How is Bucks ICS making improvements?

The main approach for the ICS is a ‘community care model’. This means that they will consider the whole of the Bucks population when running and making improvements to services. The aims of this model are to:

  • Improve outcomes
  • Reduce inequality
  • Address social issues that can affect people’s health

The ICS will use data to understand the health needs of the people. They will also use the data to predict and deliver the support required to communities and individual patients. In addition, This data will help them identify areas where quality and efficiency could be better.

Please note: this is not a full list of successess from the ICS. They can be found in this document.

Successes so far

Meeting your needs

The Public Health Team have analysed the “burden of ill health” across Bucks. From this, they have made ‘Locality Profiles’ so that each locality can understand the health needs of their people.

Access to preventative services

The ICS has identified social isolation as a key priority in Bucks, especially in the Aylesbury Vale North area. In this area, isolation will be tackled through local volunteers, community groups, and local community champions. These are all already in place. This locality has also set up a Patient Support Service.

The people in this team are trained in motivational counselling. They visit patients in their homes and assess a wide range of health and social needs. They also signpost people to relevant agencies. The range of support is broad and includes access to mobility aids and personal alarms, health interventions and benefits advice.

The team is made up of 6 individuals and 32 befriending volunteers. They currently (November 2018) have a case load of 37, with another 219 people supported by the volunteers through follow-up phone calls.

24/7 Primary Care Access

Since April 2018, the primary care out of hours service has been running. This has led to the development of an Urgent Care Treatment Centre in High Wycombe.

In Aylesbury, the primary care Out of Hours base in the same place as the A&E GP streamer. This has made for a smoother, more integrated service.

The ICS will also be setting up a new Out of Hours centre in the Southern locality to support patients along the M4 corridor. They will set up an engagement group to make sure this service work well all-round.

Improved Access

Each area has increased the amount of bookable appointments by 270 hours a week across Bucks. This includes an increase in digital appointments and group sessions. This has encouraged practices to work together and develop their skills.

Enhanced health in care homes

The ICS is also aiming to reduce the amount of time frail elderly people spend in hospital. There is evidence that shows people like this are best cared for in their usual setting. Also, transferring these people to

hospital can cause disorientation and deterioration. In order to reduce the need for such transfers we have in place a 24/7 tele-health advice line, implemented in 30 homes across Bucks. This allows care home staff to access advice about a patient they are concerned about, without the need for the patient travelling to A&E or a surgery.

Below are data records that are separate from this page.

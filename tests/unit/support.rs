//! Shared mocks for the external collaborators: remote store, connectivity
//! oracle, and platform notification scheduler.

use std::collections::{HashMap, HashSet};
use std::sync::atomic::{AtomicBool, AtomicUsize, Ordering};

use async_trait::async_trait;
use larder::errors::{RemoteError, Result};
use larder::model::{InventoryItem, SavedRecipe, ShoppingList};
use larder::remote::{Connectivity, RemoteStore};
use larder::scheduler::{ExpirationAlert, NotificationScheduler};
use parking_lot::Mutex;

/// In-memory remote store keyed by entity id, with per-entity write-failure
/// injection and a pull-failure switch. Writes are idempotent: a repeated
/// create overwrites by id, and deleting an unknown id succeeds (mirroring
/// the HTTP client's 404-on-delete handling).
#[derive(Default)]
pub struct MockRemote {
    pub items: Mutex<HashMap<String, InventoryItem>>,
    pub lists: Mutex<HashMap<String, ShoppingList>>,
    pub recipes: Mutex<HashMap<String, SavedRecipe>>,
    fail_writes_for: Mutex<HashSet<String>>,
    fail_pulls: AtomicBool,
    pub create_item_calls: AtomicUsize,
}

impl MockRemote {
    pub fn new() -> Self {
        Self::default()
    }

    /// Make every write targeting `entity_id` fail with a network error.
    pub fn fail_writes_for(&self, entity_id: &str) {
        self.fail_writes_for.lock().insert(entity_id.to_string());
    }

    pub fn clear_write_failures(&self) {
        self.fail_writes_for.lock().clear();
    }

    pub fn set_fail_pulls(&self, fail: bool) {
        self.fail_pulls.store(fail, Ordering::SeqCst);
    }

    fn check_write(&self, entity_id: &str) -> Result<()> {
        if self.fail_writes_for.lock().contains(entity_id) {
            return Err(RemoteError::Network("injected write failure".to_string()).into());
        }
        Ok(())
    }

    fn check_pull(&self) -> Result<()> {
        if self.fail_pulls.load(Ordering::SeqCst) {
            return Err(RemoteError::Timeout.into());
        }
        Ok(())
    }
}

#[async_trait]
impl RemoteStore for MockRemote {
    async fn create_item(&self, item: &InventoryItem) -> Result<()> {
        self.create_item_calls.fetch_add(1, Ordering::SeqCst);
        self.check_write(&item.id)?;
        self.items.lock().insert(item.id.clone(), item.clone());
        Ok(())
    }

    async fn update_item(&self, item: &InventoryItem) -> Result<()> {
        self.check_write(&item.id)?;
        self.items.lock().insert(item.id.clone(), item.clone());
        Ok(())
    }

    async fn delete_item(&self, id: &str) -> Result<()> {
        self.check_write(id)?;
        // Unknown id is not an error
        self.items.lock().remove(id);
        Ok(())
    }

    async fn list_items(&self, user_id: &str) -> Result<Vec<InventoryItem>> {
        self.check_pull()?;
        let mut items: Vec<_> = self
            .items
            .lock()
            .values()
            .filter(|i| i.user_id == user_id)
            .cloned()
            .collect();
        items.sort_by(|a, b| a.id.cmp(&b.id));
        Ok(items)
    }

    async fn create_list(&self, list: &ShoppingList) -> Result<()> {
        self.check_write(&list.id)?;
        self.lists.lock().insert(list.id.clone(), list.clone());
        Ok(())
    }

    async fn update_list(&self, list: &ShoppingList) -> Result<()> {
        self.check_write(&list.id)?;
        self.lists.lock().insert(list.id.clone(), list.clone());
        Ok(())
    }

    async fn delete_list(&self, id: &str) -> Result<()> {
        self.check_write(id)?;
        self.lists.lock().remove(id);
        Ok(())
    }

    async fn list_lists(&self, user_id: &str) -> Result<Vec<ShoppingList>> {
        self.check_pull()?;
        let mut lists: Vec<_> = self
            .lists
            .lock()
            .values()
            .filter(|l| l.user_id == user_id)
            .cloned()
            .collect();
        lists.sort_by(|a, b| a.id.cmp(&b.id));
        Ok(lists)
    }

    async fn create_recipe(&self, recipe: &SavedRecipe) -> Result<()> {
        self.check_write(&recipe.id)?;
        self.recipes.lock().insert(recipe.id.clone(), recipe.clone());
        Ok(())
    }

    async fn update_recipe(&self, recipe: &SavedRecipe) -> Result<()> {
        self.check_write(&recipe.id)?;
        self.recipes.lock().insert(recipe.id.clone(), recipe.clone());
        Ok(())
    }

    async fn delete_recipe(&self, id: &str) -> Result<()> {
        self.check_write(id)?;
        self.recipes.lock().remove(id);
        Ok(())
    }

    async fn list_recipes(&self, user_id: &str) -> Result<Vec<SavedRecipe>> {
        self.check_pull()?;
        let mut recipes: Vec<_> = self
            .recipes
            .lock()
            .values()
            .filter(|r| r.user_id == user_id)
            .cloned()
            .collect();
        recipes.sort_by(|a, b| a.id.cmp(&b.id));
        Ok(recipes)
    }
}

/// Settable connectivity oracle.
pub struct MockConnectivity {
    online: AtomicBool,
}

impl MockConnectivity {
    pub fn new(online: bool) -> Self {
        Self {
            online: AtomicBool::new(online),
        }
    }

    pub fn set_online(&self, online: bool) {
        self.online.store(online, Ordering::SeqCst);
    }
}

#[async_trait]
impl Connectivity for MockConnectivity {
    async fn is_online(&self) -> bool {
        self.online.load(Ordering::SeqCst)
    }
}

/// Connectivity oracle whose probe parks until released, for holding a sync
/// cycle in flight at the connectivity gate.
#[derive(Default)]
pub struct GatedConnectivity {
    gate: tokio::sync::Notify,
    entered: AtomicBool,
}

impl GatedConnectivity {
    pub fn new() -> Self {
        Self::default()
    }

    /// True once a probe has reached the gate.
    pub fn is_held(&self) -> bool {
        self.entered.load(Ordering::SeqCst)
    }

    pub fn release(&self) {
        self.gate.notify_one();
    }
}

#[async_trait]
impl Connectivity for GatedConnectivity {
    async fn is_online(&self) -> bool {
        self.entered.store(true, Ordering::SeqCst);
        self.gate.notified().await;
        true
    }
}

/// Records scheduled alerts by identifier, like the platform facility.
#[derive(Default)]
pub struct MockScheduler {
    scheduled: Mutex<HashMap<String, ExpirationAlert>>,
}

impl MockScheduler {
    pub fn new() -> Self {
        Self::default()
    }

    pub fn scheduled_ids(&self) -> Vec<String> {
        let mut ids: Vec<_> = self.scheduled.lock().keys().cloned().collect();
        ids.sort();
        ids
    }

    pub fn get(&self, id: &str) -> Option<ExpirationAlert> {
        self.scheduled.lock().get(id).cloned()
    }
}

#[async_trait]
impl NotificationScheduler for MockScheduler {
    async fn schedule_at(&self, alert: &ExpirationAlert) -> Result<()> {
        self.scheduled.lock().insert(alert.id.clone(), alert.clone());
        Ok(())
    }

    async fn cancel(&self, id: &str) -> Result<()> {
        self.scheduled.lock().remove(id);
        Ok(())
    }

    async fn list_scheduled(&self) -> Result<Vec<String>> {
        Ok(self.scheduled.lock().keys().cloned().collect())
    }
}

The Red Bag scheme is another popular initiative. Care home staff use the red bags to transfer the patients care plan, personal information and belongings to hospital. It lets hospital staff know that the patient is from a care home. It also means doctors and nurses can update care plans and give them back to the care home via the bag.

Personalised Care Service

There are several people across the county who frequently contact services. They may contact ambulances, A&E, and general practices, because they do not know how else to get help. Many of these people are reluctant to engage fully with services. The Personalised Care Service is in place in three localities – Aylesbury Central, High Wycombe and Southern. It employs care co-ordinators who have time to build up trust between them and the service user and help the service user work out what is driving their frequent requests for help.

The service works in with all providers. Currently it has received 52 referrals and is actively supporting 26 clients. The hope is that as the service develops it becomes part of the integrated team within the locality. But it will keep its focus for supporting a small number of clients who require more time and care.

Long Term Conditions

The ICS has developed a care model to support people living with long-term conditions. Diabetes is the first condition to have a care model fully put in place. The care model has been short listed for the Health Service Journal Improving Patient Digital Participation in Diabetes Education awards.

The model starts with prevention. This means supporting practices to identify people at risk of developing diabetes and helping them improve their health and wellbeing.

Then, anyone that is newly diagnosed is signposted to locally based programmes. The programmes will help them understand their condition and how to manage it. Each patient has a Care and Support Planning meeting with their GP once a year. This will give them the chance to discuss their condition and whether their care is working for them.

As a result, approximately 800 extra patients now have their care managed in the community freeing up 1100 outpatient appointments.